Judgenappers sitting right there on the bench next to me!
I live with immigrants.
Sleeper agents!
This thread fills me with pity and fear, and thus fulfills Aristotle's definition of tragedy.
I know I'm late to this, but I think reading a book on the toilet is different than reading the newspaper. A book you can read one handed, but a newspaper takes two hands*. It is therefore less sanitary as you can't have one hand for wiping that doesn't touch the reading material.
*I'm assuming a broadsheet paper.
I'm on the fence about newspapers in the bathroom -- I read them and then put them back in the break room, which seems identical to walking into the break room after pooping without washing my hands and touching something other people are going to handle. On the other hand, I have this feeling that not many bacteria are going to live on a completely dry surface like that. Is that true? Do you mostly not have to worry about being contaminated by things that are dry?
Eating a corn dog on the toilet is fine but adding ketchup is an issue.
Noumenon, if your feces are that dry, isn't pooping painful?

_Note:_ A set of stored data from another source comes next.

#[async_trait]
impl TextGenerator for ScriptedGenerator {
    async fn generate(&self, request: &GenerateRequest) -> Result<Value, AiError> {
        self.answers
            .get(&request.instruction)
            .cloned()
            .ok_or_else(|| AiError::Refused {
                reason: format!("unscripted instruction {:?}", request.instruction),
            })
    }
}

struct Harness {
    workflow: Workflow,
    executor: Executor,
    store: Arc<MemoryStore>,
    driver: Arc<ScriptedDriver>,
    workflow_id: WorkflowId,
}

impl Harness {
    async fn new(driver: ScriptedDriver, generator: ScriptedGenerator, nodes: Value) -> Self {
        let store = Arc::new(MemoryStore::new());
        let events = Arc::new(EventBus::new(256));
        let driver = Arc::new(driver);
        let workflow_id = WorkflowId::v4();

        let session = BrowserSession::open(
            driver.clone() as Arc<dyn webpilot_browser::BrowserDriver>,
            store.clone() as Arc<dyn StoreBackend>,
            events.clone(),
            workflow_id,
        )
        .await
        .expect("session opens");

        let executor = Executor::new(
            workflow_id,
            store.clone(),
            Arc::new(session),
            Arc::new(generator),
            events,
            Arc::new(MetricsRegistry::new()),
        );

        let mut workflow = Workflow::new(workflow_id);
        let drafts: Vec<NodeDraft> = serde_json::from_value(nodes).expect("valid node drafts");
        add_or_replace_nodes(&mut workflow, &EditTarget::End, drafts).expect("drafts insert");

        Self {
            workflow,
            executor,
            store,
            driver,
            workflow_id,
        }
    }

    async fn global(&self, key: &str) -> Option<Value> {
        self.store.get_global(self.workflow_id, key).await.unwrap()
    }
}

fn context_marker(alias: &str, key: &str, value: Value) -> Value {
    json!({
        "alias": alias,
        "type": "context",
        "config": {"variables": {key: value}}
    })
}

// ── Scenario 1: context + template ─────────────────────────────────────

#[tokio::test]
async fn context_nodes_write_and_template_resolves() {
    let h = Harness::new(
        ScriptedDriver::new(),
        ScriptedGenerator::new(),
        json!([
            {
                "alias": "setup",
                "type": "context",
                "config": {"variables": {"apiKey": "sk-123", "max": 3}}
            },
            {
                "alias": "label",
                "type": "context",
                "config": {"variables": {"label": "key={{apiKey}}"}}
            }
        ]),
    )
    .await;

    let report = h.executor.execute(&h.workflow, "all", false).await.unwrap();

    assert_eq!(report.status, RunStatus::Completed);
    assert_eq!(h.global("apiKey").await, Some(json!("sk-123")));
    assert_eq!(h.global("max").await, Some(json!(3)));
    assert_eq!(h.global("label").await, Some(json!("key=sk-123")));
}

// ── Scenario 2: extraction + records + record iteration ────────────────

#[tokio::test]
async fn extraction_creates_records_and_iteration_attributes_writes() {
    let driver = ScriptedDriver::new().with_ai_extract(
        "Extract every email row",
        json!([
            {"subject": "A", "sender": "x@y"},
            {"subject": "B", "sender": "z@w"}
        ]),
    );
    let generator =
        ScriptedGenerator::new().answering("Classify this email", json!("investor"));

    let h = Harness::new(
        driver,
        generator,
        json!([
            {
                "alias": "extract",
                "type": "browser_ai_extract",
                "config": {
                    "instruction": "Extract every email row",
                    "schema": {
                        "type": "array",
                        "items": {
                            "type": "object",
                            "properties": {
                                "subject": {"type": "string"},
                                "sender": {"type": "string"}
                            },
                            "required": ["subject", "sender"]
                        }
                    },
                    "create_records": "email",
                    "store": {"count": "length"}
                }
            },
            {
                "alias": "each_email",
                "type": "iterate",
                "config": {
                    "over_records": "email_*",
                    "as": "email",
                    "body": ["classify"]
                }
            },
            {
                "alias": "classify",
                "type": "cognition",
                "config": {
                    "instruction": "Classify this email",
                    "schema": {"type": "string", "enum": ["investor", "other"]},
                    "store_to_record": true,
                    "store": {"result": "type"}
                }
            }
        ]),
    )
    .await;

    let report = h
        .executor
        .execute(&h.workflow, "extract,each_email", false)
        .await
        .unwrap();
    assert_eq!(report.status, RunStatus::Completed);

    // Extraction effects: two records, count stored under the alias.
    assert_eq!(h.global("extract.length").await, Some(json!(2)));
    let rec1 = h
        .store
        .get_record(h.workflow_id, "email_001")
        .await
        .unwrap()
        .unwrap();
    assert_eq!(rec1.data["extract"], json!({"subject": "A", "sender": "x@y"}));
    let rec2 = h
        .store
        .get_record(h.workflow_id, "email_002")
        .await
        .unwrap()
        .unwrap();
    assert_eq!(rec2.data["extract"], json!({"subject": "B", "sender": "z@w"}));

    // Iteration effects: classification attributed per record, records
    // completed, and no classify globals at all.
    for id in ["email_001", "email_002"] {
        let record = h.store.get_record(h.workflow_id, id).await.unwrap().unwrap();
        assert_eq!(record.data["classify"], json!({"type": "investor"}));
        assert_eq!(record.status, RecordStatus::Completed);
    }
    let classify_globals = h
        .store
        .scan_globals(h.workflow_id, Some("classify."))
        .await
        .unwrap();
    assert!(classify_globals.is_empty());
}

// ── Scenario 3: route with default arm ─────────────────────────────────

#[tokio::test]
async fn route_runs_exactly_the_first_matching_branch() {
    let h = Harness::new(
        ScriptedDriver::new(),
        ScriptedGenerator::new(),
        json!([
            {
                "alias": "setup",
                "type": "context",
                "config": {"variables": {"priority": "low"}}
            },
            {
                "alias": "triage",
                "type": "route",
                "config": [
                    {"name": "h", "condition": "{{priority}} === 'high'", "branch": ["branch_a"]},
                    {"name": "l", "condition": "{{priority}} === 'low'", "branch": ["branch_b"]},
                    {"name": "d", "condition": "true", "branch": ["branch_c"]}
                ]
            },
            context_marker("branch_a", "ran_a", json!(true)),
            context_marker("branch_b", "ran_b", json!(true)),
            context_marker("branch_c", "ran_c", json!(true)),
        ]),
    )
    .await;

    let report = h
        .executor
        .execute(&h.workflow, "setup,triage", false)
        .await
        .unwrap();

    assert_eq!(report.status, RunStatus::Completed);
    assert_eq!(report.nodes[1].result, Some(json!({"matched": "l"})));
    assert_eq!(h.global("ran_a").await, None);
    assert_eq!(h.global("ran_b").await, Some(json!(true)));
    assert_eq!(h.global("ran_c").await, None);
}

// ── Scenario 4: coercion (numeric-keyed object → array) ────────────────

#[tokio::test]
async fn coerced_array_is_stored_and_iterable() {
    let driver = ScriptedDriver::new()
        .with_ai_extract("List the tags", json!({"0": "x", "1": "y"}));

    let h = Harness::new(
        driver,
        ScriptedGenerator::new(),
        json!([
            {
                "alias": "tags",
                "type": "browser_ai_extract",
                "config": {
                    "instruction": "List the tags",
                    "schema": {"type": "array", "items": {"type": "string"}},
                    "store": true
                }
            },
            {
                "alias": "each_tag",
                "type": "iterate",
                "config": {
                    "over": "{{tags.result}}",
                    "variable": "tag",
                    "body": ["mark"]
                }
            },
            {
                "alias": "mark",
                "type": "context",
                "config": {"variables": {"last_tag": "{{tag}}", "last_index": "{{tagIndex}}"}}
            }
        ]),
    )
    .await;

    let report = h
        .executor
        .execute(&h.workflow, "tags,each_tag", false)
        .await
        .unwrap();

    assert_eq!(report.status, RunStatus::Completed);
    assert_eq!(h.global("tags.result").await, Some(json!(["x", "y"])));
    // The downstream iterate ran twice.
    assert_eq!(
        report.nodes[1].result,
        Some(json!({"iterations": 2, "failed_iterations": []}))
    );
    assert_eq!(h.global("last_tag").await, Some(json!("y")));
    assert_eq!(h.global("last_index").await, Some(json!(1)));
}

You should see a doctor. I guess if you are a deer or rabbit or guinea pig it's no biggie.
guinea pig
The preferred term is "wifebeater pig".
isn't pooping painful?
Did you hear about the constipated mathematician? He bought a laxative and made a mental note about how people over 30 aren't supposed to eat Cap'n Crunch and cheese for dinner.

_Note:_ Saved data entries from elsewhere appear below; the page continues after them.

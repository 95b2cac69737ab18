//! Store errors.

/// Errors from store operations. All of them are fatal to the node
/// whose execution triggered the operation.
#[derive(Debug, Clone, PartialEq, Eq, thiserror::Error)]
pub enum StoreError {
    /// A record with the same id already exists in this workflow.
    #[error("record already exists: {record_id}")]
    DuplicateRecord {
        /// The conflicting record id.
        record_id: String,
    },

    /// No record with the given id.
    #[error("record not found: {record_id}")]
    RecordNotFound {
        /// The missing record id.
        record_id: String,
    },

    /// The backing store failed.
    #[error("store backend failure: {reason}")]
    Backend {
        /// Backend-specific failure detail.
        reason: String,
    },
}

#[cfg(test)]
mod tests {
    use super::*;

    #[test]
    fn display_formats() {
        assert_eq!(
            StoreError::DuplicateRecord {
                record_id: "email_001".into()
            }
            .to_string(),
            "record already exists: email_001"
        );
        assert_eq!(
            StoreError::RecordNotFound {
                record_id: "email_009".into()
            }
            .to_string(),
            "record not found: email_009"
        );
    }
}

My joke may have been slower and lamer, but it was at least longer.
||
hey, oscars thread time, blog people. I want to talk about how kirk douglas looks like an alien.
|>
||
Kirk Douglas is still alive!?
|>
I swear I read something almost identical to 43 at least a year ago- might have been on the blog at work, someone complaining about the practice.
hey, oscars thread time, blog people.
Even though you didn't say please, your wish is granted.
Indeed, I located the post, from December 1, 2008. We're always at the cutting edge of research here, years ahead of everyone else.